Using the simulated device from lightonml, I’m receiving the output corresponding to the formula |Rx|^2, with R sampled from complex normal (floats values). But real OPU returns uint8, and the mathematical model, that generates these values is not very clear. So |Rx|^2 was somehow squashed between 0 and 255 and discretized. How to make a simulated device return values like the real OPU?
Since it is difficult to model interference with billions of coefficients, the best we have found is to rescale the output in [0, 255] and quantize afterward. Rescaling is similar to tweaking the exposure time on the output device, and quantization is what happens in the hardware.
Is it possible to retrieve this normalization constant beforehand to rescale real opu’s back? It is quite uncomfortable when you adjusted hyperparameters of the model for simulated OPU where output is real somewhere between 0 and 2, and in practice, you getting OPU output in [0,255]
Dear Bogdan, you’re right. However, there are some cases where we prefer to output the raw OPU output instead of a rescaled version. We figured it is easy for users to rescale it by themselves afterward but we may add this option in the next versions.

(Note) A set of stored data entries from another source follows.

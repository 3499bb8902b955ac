use bevy::prelude::*;

/// Scene lifecycle. `Running` is entered exactly once, when the load gate fires.
#[derive(Debug, Clone, Copy, Default, Eq, PartialEq, Hash, States)]
pub enum SceneState {
    #[default]
    Loading,
    Running,
    Failed,
}

/// Per-frame ordering inside `Update`: timeline writes transforms before
/// the view cameras are oriented and laid out.
#[derive(SystemSet, Debug, Clone, Copy, PartialEq, Eq, Hash)]
pub enum SceneFrameSet {
    Input,
    Timeline,
    Views,
}

#[derive(Component)]
pub struct LoadingText;

#[derive(Component)]
pub struct HudText;
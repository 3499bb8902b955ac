//! Scroll progress sources. On the web the `.page` region's scroll position
//! is sampled by DOM listeners; natively the mouse wheel moves a virtual page.

use bevy::prelude::*;

use super::driver::SceneTimeline;

/// Progress through a page region, 0 when its top meets the viewport top and
/// 1 when its bottom meets the viewport bottom. `region_top` is relative to
/// the viewport, as returned by `getBoundingClientRect`.
pub fn region_progress(region_top: f32, region_height: f32, viewport_height: f32) -> f32 {
    let range = region_height - viewport_height;
    if !range.is_finite() || range <= 0.0 {
        return if region_top < 0.0 { 1.0 } else { 0.0 };
    }
    (-region_top / range).clamp(0.0, 1.0)
}

#[cfg(not(target_arch = "wasm32"))]
pub fn wheel_scroll_input(
    mut wheel_events: EventReader<bevy::input::mouse::MouseWheel>,
    mut timeline: ResMut<SceneTimeline>,
) {
    use bevy::input::mouse::MouseScrollUnit;
    use constants::timeline::{WHEEL_LINE_PROGRESS, WHEEL_PIXEL_PROGRESS};

    for event in wheel_events.read() {
        let step = match event.unit {
            MouseScrollUnit::Line => WHEEL_LINE_PROGRESS,
            MouseScrollUnit::Pixel => WHEEL_PIXEL_PROGRESS,
        };
        // Wheel down scrolls the page forward.
        timeline.scrub.nudge(-event.y * step);
    }
}

/// Progress samples pushed by the DOM listeners, drained once per frame.
#[cfg(target_arch = "wasm32")]
#[derive(Resource, Clone, Default)]
pub struct ScrollQueue(std::sync::Arc<std::sync::Mutex<Vec<f32>>>);

/// DOM listener kept alive for as long as the app runs, removed on exit.
#[cfg(target_arch = "wasm32")]
pub struct ScrollListener {
    closure: wasm_bindgen::closure::Closure<dyn FnMut(web_sys::Event)>,
}

#[cfg(target_arch = "wasm32")]
const LISTENED_EVENTS: [&str; 2] = ["scroll", "resize"];

#[cfg(target_arch = "wasm32")]
pub fn read_page_progress() -> Option<f32> {
    use constants::dom::PAGE_SELECTOR;

    let window = web_sys::window()?;
    let page = window
        .document()?
        .query_selector(PAGE_SELECTOR)
        .ok()
        .flatten()?;
    let rect = page.get_bounding_client_rect();
    let viewport_height = window.inner_height().ok()?.as_f64()?;

    Some(region_progress(
        rect.top() as f32,
        rect.height() as f32,
        viewport_height as f32,
    ))
}

#[cfg(target_arch = "wasm32")]
pub fn setup_scroll_listener(world: &mut World) {
    use wasm_bindgen::JsCast;
    use wasm_bindgen::closure::Closure;

    let queue = ScrollQueue::default();
    let sink = queue.0.clone();
    let push = move |progress: f32| {
        if let Ok(mut samples) = sink.lock() {
            samples.push(progress);
        }
    };

    // The page may already be scrolled when the app starts.
    if let Some(progress) = read_page_progress() {
        push(progress);
    }

    let closure = Closure::wrap(Box::new(move |_event: web_sys::Event| {
        if let Some(progress) = read_page_progress() {
            push(progress);
        }
    }) as Box<dyn FnMut(web_sys::Event)>);

    let Some(window) = web_sys::window() else {
        warn!("No window available, scroll timeline has no input");
        return;
    };

    for event in LISTENED_EVENTS {
        if let Err(error) =
            window.add_event_listener_with_callback(event, closure.as_ref().unchecked_ref())
        {
            error!("Failed to register {event} listener: {error:?}");
        }
    }

    world.insert_resource(queue);
    world.insert_non_send_resource(ScrollListener { closure });
}

/// Only the latest sample matters; evaluation is a pure function of progress.
#[cfg(target_arch = "wasm32")]
pub fn drain_scroll_queue(queue: Option<Res<ScrollQueue>>, mut timeline: ResMut<SceneTimeline>) {
    let Some(queue) = queue else {
        return;
    };

    let latest = match queue.0.lock() {
        Ok(mut samples) => samples.drain(..).last(),
        Err(_) => None,
    };

    if let Some(progress) = latest {
        timeline.scrub.set_target(progress);
    }
}

#[cfg(target_arch = "wasm32")]
pub fn remove_scroll_listener(
    mut exit_events: EventReader<AppExit>,
    listener: Option<NonSend<ScrollListener>>,
) {
    use wasm_bindgen::JsCast;

    if exit_events.read().next().is_none() {
        return;
    }
    let (Some(listener), Some(window)) = (listener, web_sys::window()) else {
        return;
    };

    for event in LISTENED_EVENTS {
        let _ = window.remove_event_listener_with_callback(
            event,
            listener.closure.as_ref().unchecked_ref(),
        );
    }
    debug!("Scroll listeners removed");
}

#[cfg(test)]
mod tests {
    use super::*;

    #[test]
    fn test_region_progress_spans_scroll_range() {
        // Region of 3000px in an 1000px viewport scrolls through 2000px.
        assert_eq!(region_progress(0.0, 3000.0, 1000.0), 0.0);
        assert_eq!(region_progress(-1000.0, 3000.0, 1000.0), 0.5);
        assert_eq!(region_progress(-2000.0, 3000.0, 1000.0), 1.0);
    }

    #[test]
    fn test_region_progress_clamps_outside_region() {
        assert_eq!(region_progress(400.0, 3000.0, 1000.0), 0.0);
        assert_eq!(region_progress(-2500.0, 3000.0, 1000.0), 1.0);
    }

    #[test]
    fn test_region_shorter_than_viewport() {
        assert_eq!(region_progress(0.0, 800.0, 1000.0), 0.0);
        assert_eq!(region_progress(-10.0, 800.0, 1000.0), 1.0);
    }
}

Given your use case in a NN pipeline, I guess it’s better for you to rescale the output of the real OPU to have a nicer range.
To have (roughly) the same range between simulated and real, you can rescale the output of the real OPU by dividing it by 21. There will still be differences in the distributions (the simulated one has more mass close to zero) but the range of values you see should be about the same. Note that this calibration is done for an input with 50% ones, so if your input is very sparse or very dense this normalization might change.
Yes, I clearly understand that you would not (and should not) change the library for me :). And I’m trying to do exactly what you proposed - rescale OPUs output. And I not quite understand how constant scaling could work. Intuitively if we have 2n-dimensional input (with 0.5 chance of 1 of course), receiver should get more light, than when input is n-dimensional (with the same rates of ones). So the rescaling probably have to depend from input dimensionality.
PS. Did I understand correctly, that very dense vector of data and very sparse one will have different normalization?
I see your point.
If your dimension is relatively small (in the thousands/tens of thousands), the mean of the output will not change much for a 2x change in the dimension.
It might change a lot between a sample with e.g. 10% ones and one with 90% of ones but I think this is a relatively rare occurrence and it would change quite a bit also with properly normalized and high precision multiplication.
My recommendation would be to sample randomly a batch from your data and use it to compute the normalization constant at the beginning. If your dataset is not pathologically distributed (e.g. highly non-iid), this should be enough to ensure nice behavior for all other batches.